Stored data entries
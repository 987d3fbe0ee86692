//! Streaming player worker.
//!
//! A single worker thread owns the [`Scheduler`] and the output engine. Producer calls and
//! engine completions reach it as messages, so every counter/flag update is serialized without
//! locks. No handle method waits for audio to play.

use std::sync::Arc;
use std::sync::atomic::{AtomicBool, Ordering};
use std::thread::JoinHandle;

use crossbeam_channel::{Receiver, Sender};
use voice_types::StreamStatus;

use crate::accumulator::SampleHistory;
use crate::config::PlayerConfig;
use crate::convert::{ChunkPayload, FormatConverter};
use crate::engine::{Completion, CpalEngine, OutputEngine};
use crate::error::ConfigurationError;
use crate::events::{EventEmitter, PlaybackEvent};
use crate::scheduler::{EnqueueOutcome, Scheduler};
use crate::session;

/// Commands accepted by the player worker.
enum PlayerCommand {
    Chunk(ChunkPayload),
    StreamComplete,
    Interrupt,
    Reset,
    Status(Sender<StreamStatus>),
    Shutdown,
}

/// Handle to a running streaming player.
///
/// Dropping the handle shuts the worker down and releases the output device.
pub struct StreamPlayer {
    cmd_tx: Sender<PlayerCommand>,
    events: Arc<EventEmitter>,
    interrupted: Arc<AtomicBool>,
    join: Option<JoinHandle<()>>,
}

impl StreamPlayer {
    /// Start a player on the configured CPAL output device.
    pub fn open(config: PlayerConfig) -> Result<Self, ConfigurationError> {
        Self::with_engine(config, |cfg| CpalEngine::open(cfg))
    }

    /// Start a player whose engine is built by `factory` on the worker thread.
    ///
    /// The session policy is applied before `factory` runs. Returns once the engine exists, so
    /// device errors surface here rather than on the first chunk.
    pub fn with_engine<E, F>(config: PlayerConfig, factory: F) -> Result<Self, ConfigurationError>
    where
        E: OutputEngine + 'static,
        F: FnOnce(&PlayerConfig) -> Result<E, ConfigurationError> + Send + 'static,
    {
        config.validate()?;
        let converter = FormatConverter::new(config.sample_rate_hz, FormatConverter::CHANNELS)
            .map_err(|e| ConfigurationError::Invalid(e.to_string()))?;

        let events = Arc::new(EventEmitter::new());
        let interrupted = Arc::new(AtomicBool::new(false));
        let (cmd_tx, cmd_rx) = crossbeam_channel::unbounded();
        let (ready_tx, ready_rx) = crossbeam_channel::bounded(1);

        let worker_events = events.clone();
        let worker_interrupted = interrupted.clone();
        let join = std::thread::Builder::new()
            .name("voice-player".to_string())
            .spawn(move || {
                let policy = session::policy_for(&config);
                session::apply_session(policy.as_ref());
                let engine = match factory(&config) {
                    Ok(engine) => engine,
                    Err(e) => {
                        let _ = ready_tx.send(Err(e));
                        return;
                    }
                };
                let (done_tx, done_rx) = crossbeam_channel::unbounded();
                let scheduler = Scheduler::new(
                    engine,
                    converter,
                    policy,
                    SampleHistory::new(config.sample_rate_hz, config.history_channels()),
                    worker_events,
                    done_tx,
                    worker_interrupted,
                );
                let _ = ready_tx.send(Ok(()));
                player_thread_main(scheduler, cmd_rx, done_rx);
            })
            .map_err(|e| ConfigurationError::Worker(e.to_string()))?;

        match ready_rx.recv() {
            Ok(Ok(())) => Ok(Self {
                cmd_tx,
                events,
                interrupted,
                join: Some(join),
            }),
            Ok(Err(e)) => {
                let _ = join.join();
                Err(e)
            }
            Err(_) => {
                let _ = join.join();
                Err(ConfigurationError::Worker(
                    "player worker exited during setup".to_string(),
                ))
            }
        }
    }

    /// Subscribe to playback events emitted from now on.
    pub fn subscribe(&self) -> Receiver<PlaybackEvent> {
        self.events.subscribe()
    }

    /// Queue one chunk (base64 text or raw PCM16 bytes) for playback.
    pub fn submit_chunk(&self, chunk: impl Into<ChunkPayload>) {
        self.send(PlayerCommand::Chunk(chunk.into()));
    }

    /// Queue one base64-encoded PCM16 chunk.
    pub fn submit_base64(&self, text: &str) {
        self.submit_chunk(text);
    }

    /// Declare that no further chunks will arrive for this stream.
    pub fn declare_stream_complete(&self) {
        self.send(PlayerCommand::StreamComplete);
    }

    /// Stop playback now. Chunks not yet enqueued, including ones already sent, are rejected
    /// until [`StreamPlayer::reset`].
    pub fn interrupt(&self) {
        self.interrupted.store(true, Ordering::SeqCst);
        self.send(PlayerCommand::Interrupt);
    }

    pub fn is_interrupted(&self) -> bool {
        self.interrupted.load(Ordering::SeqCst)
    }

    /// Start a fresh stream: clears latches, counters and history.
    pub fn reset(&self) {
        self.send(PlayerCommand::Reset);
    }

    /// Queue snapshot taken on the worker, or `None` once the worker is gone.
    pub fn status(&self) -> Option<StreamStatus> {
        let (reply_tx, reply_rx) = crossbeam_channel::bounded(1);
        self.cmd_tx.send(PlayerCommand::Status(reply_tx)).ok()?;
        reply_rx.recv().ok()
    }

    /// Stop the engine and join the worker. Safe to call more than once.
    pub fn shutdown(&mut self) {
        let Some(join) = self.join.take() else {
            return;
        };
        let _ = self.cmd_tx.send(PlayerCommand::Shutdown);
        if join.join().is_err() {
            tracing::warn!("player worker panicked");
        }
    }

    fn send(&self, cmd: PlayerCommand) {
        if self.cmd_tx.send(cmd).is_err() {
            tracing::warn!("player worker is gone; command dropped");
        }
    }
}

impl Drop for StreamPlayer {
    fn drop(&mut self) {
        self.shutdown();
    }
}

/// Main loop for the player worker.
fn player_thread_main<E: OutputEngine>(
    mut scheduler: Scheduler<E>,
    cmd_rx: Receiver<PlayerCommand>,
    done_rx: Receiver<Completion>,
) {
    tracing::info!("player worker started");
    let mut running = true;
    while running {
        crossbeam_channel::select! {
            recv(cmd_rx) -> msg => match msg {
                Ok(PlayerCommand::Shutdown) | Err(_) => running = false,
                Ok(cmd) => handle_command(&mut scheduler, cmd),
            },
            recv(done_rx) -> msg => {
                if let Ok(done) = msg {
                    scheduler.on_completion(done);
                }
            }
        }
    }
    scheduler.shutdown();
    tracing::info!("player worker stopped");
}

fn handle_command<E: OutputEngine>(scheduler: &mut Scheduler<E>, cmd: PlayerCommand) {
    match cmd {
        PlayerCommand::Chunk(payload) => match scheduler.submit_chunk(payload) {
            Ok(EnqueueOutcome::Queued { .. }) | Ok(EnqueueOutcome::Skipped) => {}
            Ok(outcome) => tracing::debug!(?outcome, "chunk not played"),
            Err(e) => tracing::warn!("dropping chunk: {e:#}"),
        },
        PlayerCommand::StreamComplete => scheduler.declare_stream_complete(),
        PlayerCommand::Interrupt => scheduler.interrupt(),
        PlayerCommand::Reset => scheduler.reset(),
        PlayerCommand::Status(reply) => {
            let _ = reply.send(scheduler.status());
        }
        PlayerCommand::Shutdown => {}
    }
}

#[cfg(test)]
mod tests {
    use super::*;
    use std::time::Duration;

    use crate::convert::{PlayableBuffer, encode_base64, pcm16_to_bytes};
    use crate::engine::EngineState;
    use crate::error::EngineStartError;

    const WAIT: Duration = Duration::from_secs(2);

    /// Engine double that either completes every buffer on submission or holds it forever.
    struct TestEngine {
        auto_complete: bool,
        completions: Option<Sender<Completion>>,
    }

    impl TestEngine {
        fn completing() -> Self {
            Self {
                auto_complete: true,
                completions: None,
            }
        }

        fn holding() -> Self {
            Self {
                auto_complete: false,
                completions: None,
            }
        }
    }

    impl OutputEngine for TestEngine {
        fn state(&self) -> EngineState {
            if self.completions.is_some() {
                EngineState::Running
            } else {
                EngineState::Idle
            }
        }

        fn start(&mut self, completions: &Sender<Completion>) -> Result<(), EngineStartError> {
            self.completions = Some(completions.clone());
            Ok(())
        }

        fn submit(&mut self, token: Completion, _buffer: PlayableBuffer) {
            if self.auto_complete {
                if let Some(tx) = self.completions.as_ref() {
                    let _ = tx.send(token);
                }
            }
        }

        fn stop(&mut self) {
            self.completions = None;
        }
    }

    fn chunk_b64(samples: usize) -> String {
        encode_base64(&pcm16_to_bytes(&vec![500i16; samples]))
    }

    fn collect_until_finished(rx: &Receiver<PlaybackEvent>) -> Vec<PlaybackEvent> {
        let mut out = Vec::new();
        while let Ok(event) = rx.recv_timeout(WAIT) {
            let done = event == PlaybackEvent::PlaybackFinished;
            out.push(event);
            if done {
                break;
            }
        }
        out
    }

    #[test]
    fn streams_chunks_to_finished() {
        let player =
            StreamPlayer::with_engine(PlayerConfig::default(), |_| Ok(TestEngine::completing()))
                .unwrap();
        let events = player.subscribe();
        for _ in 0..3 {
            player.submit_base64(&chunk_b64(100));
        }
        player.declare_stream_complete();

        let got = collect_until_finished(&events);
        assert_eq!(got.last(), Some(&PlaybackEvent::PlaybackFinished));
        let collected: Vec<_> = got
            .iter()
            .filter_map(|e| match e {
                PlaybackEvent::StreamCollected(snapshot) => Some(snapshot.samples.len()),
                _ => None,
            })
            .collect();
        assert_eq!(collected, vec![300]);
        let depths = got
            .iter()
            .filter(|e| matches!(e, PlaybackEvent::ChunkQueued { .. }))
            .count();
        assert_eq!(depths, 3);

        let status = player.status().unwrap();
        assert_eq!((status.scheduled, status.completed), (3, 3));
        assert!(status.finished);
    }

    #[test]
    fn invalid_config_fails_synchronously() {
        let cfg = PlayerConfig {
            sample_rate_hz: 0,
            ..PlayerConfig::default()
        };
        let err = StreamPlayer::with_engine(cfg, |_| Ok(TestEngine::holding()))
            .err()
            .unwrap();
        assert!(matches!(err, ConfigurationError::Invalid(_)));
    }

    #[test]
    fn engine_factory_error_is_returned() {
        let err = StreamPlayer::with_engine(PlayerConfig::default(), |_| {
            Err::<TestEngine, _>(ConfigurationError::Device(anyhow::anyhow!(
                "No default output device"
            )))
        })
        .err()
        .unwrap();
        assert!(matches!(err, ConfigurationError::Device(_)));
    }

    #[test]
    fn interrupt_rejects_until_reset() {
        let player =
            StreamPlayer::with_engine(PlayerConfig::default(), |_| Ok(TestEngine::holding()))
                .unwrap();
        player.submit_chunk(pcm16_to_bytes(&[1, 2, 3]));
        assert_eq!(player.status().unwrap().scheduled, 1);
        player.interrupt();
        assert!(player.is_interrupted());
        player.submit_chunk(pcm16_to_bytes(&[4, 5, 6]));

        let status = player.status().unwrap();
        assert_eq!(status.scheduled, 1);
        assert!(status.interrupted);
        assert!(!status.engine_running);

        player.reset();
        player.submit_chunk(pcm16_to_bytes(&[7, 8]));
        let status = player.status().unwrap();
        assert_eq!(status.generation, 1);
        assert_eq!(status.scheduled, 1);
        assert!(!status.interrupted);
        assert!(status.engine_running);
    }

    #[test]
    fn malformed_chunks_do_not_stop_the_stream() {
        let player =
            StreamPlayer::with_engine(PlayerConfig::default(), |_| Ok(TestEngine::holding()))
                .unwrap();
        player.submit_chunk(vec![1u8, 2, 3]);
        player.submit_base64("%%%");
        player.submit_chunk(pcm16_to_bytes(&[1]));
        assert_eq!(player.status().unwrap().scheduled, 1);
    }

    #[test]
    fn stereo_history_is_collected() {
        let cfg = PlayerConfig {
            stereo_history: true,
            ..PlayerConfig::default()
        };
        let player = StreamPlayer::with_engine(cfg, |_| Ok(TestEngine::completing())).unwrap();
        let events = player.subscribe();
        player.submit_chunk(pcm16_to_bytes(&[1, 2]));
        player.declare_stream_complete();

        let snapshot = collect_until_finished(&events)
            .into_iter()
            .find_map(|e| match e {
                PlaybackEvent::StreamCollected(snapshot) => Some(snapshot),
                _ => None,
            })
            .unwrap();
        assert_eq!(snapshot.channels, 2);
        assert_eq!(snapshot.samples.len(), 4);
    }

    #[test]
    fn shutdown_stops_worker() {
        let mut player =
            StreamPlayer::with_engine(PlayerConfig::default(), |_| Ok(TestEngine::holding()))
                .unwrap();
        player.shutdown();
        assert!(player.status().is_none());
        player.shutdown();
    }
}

EXERCISE OBJECTIVE
For each line above that contains the word "EnqueueOutcome", give the line as it is written.

OUTPUT OF THE EXERCISE
use crate::scheduler::{EnqueueOutcome, Scheduler};
            Ok(EnqueueOutcome::Queued { .. }) | Ok(EnqueueOutcome::Skipped) => {}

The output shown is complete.